Adam started his yo-yo ministry before attending the Bible Institute, and he kept right on going when he arrived on campus. In fact, fellow alumni may remember some of his halftime performances. After graduation, Adam says the training he received launched his ministry even further. Spreading the Word is something he’s never been able to get away from — skit writing is a “constant” for him and Crissy.
The two met in their high school’s youth group and attended the Bible Institute together, where Adam says they “lived and breathed” the Bible. Though they always knew the Bible Institute was an important part of their Christian foundation, Adam says they are just now starting to realize what a truly perfect fit it was.
He explains that the Bible Institute was the first time he’d been in an environment that encouraged the all-encompassing study of the Word — and he loved it. “Everyone else (at the Bible Institute) was on the same page.

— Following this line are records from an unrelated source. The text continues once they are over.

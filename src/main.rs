use anyhow::{bail, Context};
use planmark::{init_logging_with, Classification, Config, DesignerSession, BUILD_DATE, VERSION};

const USAGE: &str = "Usage:
  planmark summary <layout.json>          Print the symbol summary of a saved layout
  planmark symbols <classification> [q]   List catalog symbols, optionally filtered
  planmark --version";

fn main() -> anyhow::Result<()> {
    let config_path = Config::default_path();
    let config = Config::load_or_default(&config_path)
        .with_context(|| format!("Failed to load config from {}", config_path.display()))?;

    init_logging_with(&config.logging)?;
    tracing::debug!("Using config {}", config_path.display());

    let args: Vec<String> = std::env::args().skip(1).collect();
    match args.iter().map(String::as_str).collect::<Vec<_>>().as_slice() {
        ["--version"] => println!("planmark {} (built {})", VERSION, BUILD_DATE),
        ["summary", path] => print_summary(&config, path)?,
        ["symbols", key] => print_symbols(&config, key, "")?,
        ["symbols", key, query] => print_symbols(&config, key, query)?,
        _ => bail!("{}", USAGE),
    }

    Ok(())
}

fn print_summary(config: &Config, path: &str) -> anyhow::Result<()> {
    let mut session = DesignerSession::with_config(config);
    session.load_layout(path)?;

    let layout = session.to_layout();
    println!("Classification: {}", layout.classification);
    if let Some(background) = &layout.background {
        println!("Background:     {} ({:?})", background.file_name, background.file_type);
    }
    println!("Items:          {}", layout.items.len());
    for count in &layout.symbol_summary {
        println!("  {:>4}  {}", count.count, count.label);
    }
    Ok(())
}

fn print_symbols(config: &Config, key: &str, query: &str) -> anyhow::Result<()> {
    let classification = Classification::parse(key)
        .with_context(|| format!("Unknown classification '{}'", key))?;

    let mut session = DesignerSession::with_config(config);
    session.set_classification(classification);
    for symbol in session.search_symbols(query) {
        println!("{:<8} {:<28} {:<20} {}", symbol.code, symbol.label, symbol.category, symbol.id);
    }
    Ok(())
}
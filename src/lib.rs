//! # PlanMark
//!
//! Symbol and annotation markup for building and site plans:
//! - Classified symbol libraries (low voltage, fire alarm, security, electrical, data)
//! - Click-to-place symbols and free-text annotations over a PDF or image background
//! - Drag to reposition, snap-to-grid, bounded undo/redo
//! - Symbol frequency summary and a persisted layout record
//!
//! ## Architecture
//!
//! PlanMark is organized as a workspace with multiple crates:
//!
//! 1. **planmark-core** - Error types, classifications, symbol catalog and search
//! 2. **planmark-settings** - Configuration file handling and validation
//! 3. **planmark-designer** - Coordinate mapping, placed items, history, session, layout I/O
//! 4. **planmark** - Main binary and logging setup

pub use planmark_core::data;
pub use planmark_designer as designer;

pub use planmark_core::{
    search, Classification, DesignerError, DesignerResult, Error, Result, Symbol, SymbolCatalog,
    SymbolId,
};

pub use planmark_designer::{
    summarize, Background, BackgroundKind, BackgroundUploader, CanvasExporter, CanvasPoint,
    ContentSize, CoordinateMapper, DesignerSession, ExportFormat, HistoryManager, ItemId, ItemKind,
    Layout, PlacedItem, PlacementMode, ScreenPoint, SurfaceRect, SymbolCount, SymbolRef,
};

pub use planmark_settings::{Config, DesignerSettings, ExportSettings, LoggingSettings};

/// Library version
pub const VERSION: &str = env!("CARGO_PKG_VERSION");

/// Build date (set at compile time)
pub const BUILD_DATE: &str = env!("PLANMARK_BUILD_DATE");

/// Initialize logging with the default configuration
///
/// Sets up structured logging with:
/// - Console output with pretty formatting
/// - RUST_LOG environment variable support, defaulting to `info`
pub fn init_logging() -> anyhow::Result<()> {
    init_logging_with(&LoggingSettings::default())
}

/// Initialize logging from the logging section of the configuration
///
/// `RUST_LOG` takes precedence over `settings.level`. Output goes to stderr
/// so that command output on stdout stays clean. Fails if a global
/// subscriber is already installed.
pub fn init_logging_with(settings: &LoggingSettings) -> anyhow::Result<()> {
    use anyhow::Context;
    use tracing_subscriber::fmt;
    use tracing_subscriber::prelude::*;
    use tracing_subscriber::EnvFilter;

    let env_filter = match EnvFilter::try_from_default_env() {
        Ok(filter) => filter,
        Err(_) => EnvFilter::try_new(&settings.level)
            .with_context(|| format!("Invalid log level '{}'", settings.level))?,
    };

    let registry = tracing_subscriber::registry().with(env_filter);

    let installed = if settings.json {
        registry
            .with(
                fmt::layer()
                    .json()
                    .with_writer(std::io::stderr)
                    .with_target(true)
                    .with_current_span(false),
            )
            .try_init()
    } else {
        registry
            .with(
                fmt::layer()
                    .with_writer(std::io::stderr)
                    .with_target(true)
                    .with_level(true)
                    .with_thread_names(true)
                    .with_line_number(true)
                    .pretty(),
            )
            .try_init()
    };

    installed.context("Failed to install log subscriber")
}
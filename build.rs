fn main() {
    // Stamp the binary with its build time
    let build_date = chrono::Utc::now()
        .format("%Y-%m-%d %H:%M:%S UTC")
        .to_string();
    println!("cargo:rustc-env=PLANMARK_BUILD_DATE={}", build_date);
    println!("cargo:rerun-if-changed=build.rs");
}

And still, to this day, when Crissy and I are around fellow alums, we fit in better than anywhere else.”
Maybe that’s because Bible Institute alums understand his mission, from which his biggest takeaway is a lesson in humility. He admits he never set out to have his legacy be tied to a yo-yo — it’s simply what God keeps asking him to do.
“(The yo-yo) has taught me to take whatever opportunity God gives you to minister, even if it’s humiliating,” he says. “I mean, why not put a yo-yo and the Gospel together?”